___ Exercise materials ___

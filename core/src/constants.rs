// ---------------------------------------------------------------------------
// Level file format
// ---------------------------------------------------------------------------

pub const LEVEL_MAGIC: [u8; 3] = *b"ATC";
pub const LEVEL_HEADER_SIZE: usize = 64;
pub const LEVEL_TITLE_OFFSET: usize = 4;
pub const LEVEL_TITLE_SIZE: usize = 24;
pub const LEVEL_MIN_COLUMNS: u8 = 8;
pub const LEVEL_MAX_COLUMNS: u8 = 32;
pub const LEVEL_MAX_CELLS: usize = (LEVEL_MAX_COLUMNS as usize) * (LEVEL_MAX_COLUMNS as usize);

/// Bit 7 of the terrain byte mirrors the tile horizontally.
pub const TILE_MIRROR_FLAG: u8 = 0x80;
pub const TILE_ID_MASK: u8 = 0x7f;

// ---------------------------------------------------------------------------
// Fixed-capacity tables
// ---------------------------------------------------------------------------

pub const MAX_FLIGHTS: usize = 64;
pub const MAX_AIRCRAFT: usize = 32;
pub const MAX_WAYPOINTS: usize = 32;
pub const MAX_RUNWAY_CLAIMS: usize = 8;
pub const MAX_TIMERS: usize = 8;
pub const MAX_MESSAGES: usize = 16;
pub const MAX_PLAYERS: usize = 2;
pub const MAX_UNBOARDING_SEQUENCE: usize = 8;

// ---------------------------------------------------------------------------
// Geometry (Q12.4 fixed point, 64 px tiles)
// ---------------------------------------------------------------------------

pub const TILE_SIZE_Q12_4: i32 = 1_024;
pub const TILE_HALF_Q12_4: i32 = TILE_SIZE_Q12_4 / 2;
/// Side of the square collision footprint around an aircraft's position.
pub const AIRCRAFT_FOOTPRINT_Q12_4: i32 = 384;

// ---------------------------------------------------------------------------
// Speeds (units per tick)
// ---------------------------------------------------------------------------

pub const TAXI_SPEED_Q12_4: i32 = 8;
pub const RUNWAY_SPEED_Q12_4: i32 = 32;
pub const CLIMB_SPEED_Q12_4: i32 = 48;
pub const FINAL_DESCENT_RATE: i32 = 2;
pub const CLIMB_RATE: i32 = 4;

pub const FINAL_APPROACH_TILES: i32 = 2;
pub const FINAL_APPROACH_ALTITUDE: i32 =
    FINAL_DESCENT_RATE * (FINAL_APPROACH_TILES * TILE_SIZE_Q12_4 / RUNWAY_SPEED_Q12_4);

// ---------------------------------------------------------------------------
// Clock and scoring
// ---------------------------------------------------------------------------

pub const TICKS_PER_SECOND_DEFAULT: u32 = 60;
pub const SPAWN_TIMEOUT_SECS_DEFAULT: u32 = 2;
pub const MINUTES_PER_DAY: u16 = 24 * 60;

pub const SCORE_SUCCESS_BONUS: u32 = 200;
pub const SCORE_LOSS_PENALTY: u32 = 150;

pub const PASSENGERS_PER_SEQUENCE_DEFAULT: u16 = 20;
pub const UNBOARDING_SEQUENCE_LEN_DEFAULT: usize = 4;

___

## Exercise description
Exact retyping is required: the line with "an aircraft's position." through the end of the data, both ends included, and no other line.

## Answer section
/// Side of the square collision footprint around an aircraft's position.
pub const AIRCRAFT_FOOTPRINT_Q12_4: i32 = 384;

// ---------------------------------------------------------------------------
// Speeds (units per tick)
// ---------------------------------------------------------------------------

pub const TAXI_SPEED_Q12_4: i32 = 8;
pub const RUNWAY_SPEED_Q12_4: i32 = 32;
pub const CLIMB_SPEED_Q12_4: i32 = 48;
pub const FINAL_DESCENT_RATE: i32 = 2;
pub const CLIMB_RATE: i32 = 4;

pub const FINAL_APPROACH_TILES: i32 = 2;
pub const FINAL_APPROACH_ALTITUDE: i32 =
    FINAL_DESCENT_RATE * (FINAL_APPROACH_TILES * TILE_SIZE_Q12_4 / RUNWAY_SPEED_Q12_4);

// ---------------------------------------------------------------------------
// Clock and scoring
// ---------------------------------------------------------------------------

pub const TICKS_PER_SECOND_DEFAULT: u32 = 60;
pub const SPAWN_TIMEOUT_SECS_DEFAULT: u32 = 2;
pub const MINUTES_PER_DAY: u16 = 24 * 60;

pub const SCORE_SUCCESS_BONUS: u32 = 200;
pub const SCORE_LOSS_PENALTY: u32 = 150;

pub const PASSENGERS_PER_SEQUENCE_DEFAULT: u16 = 20;
pub const UNBOARDING_SEQUENCE_LEN_DEFAULT: usize = 4;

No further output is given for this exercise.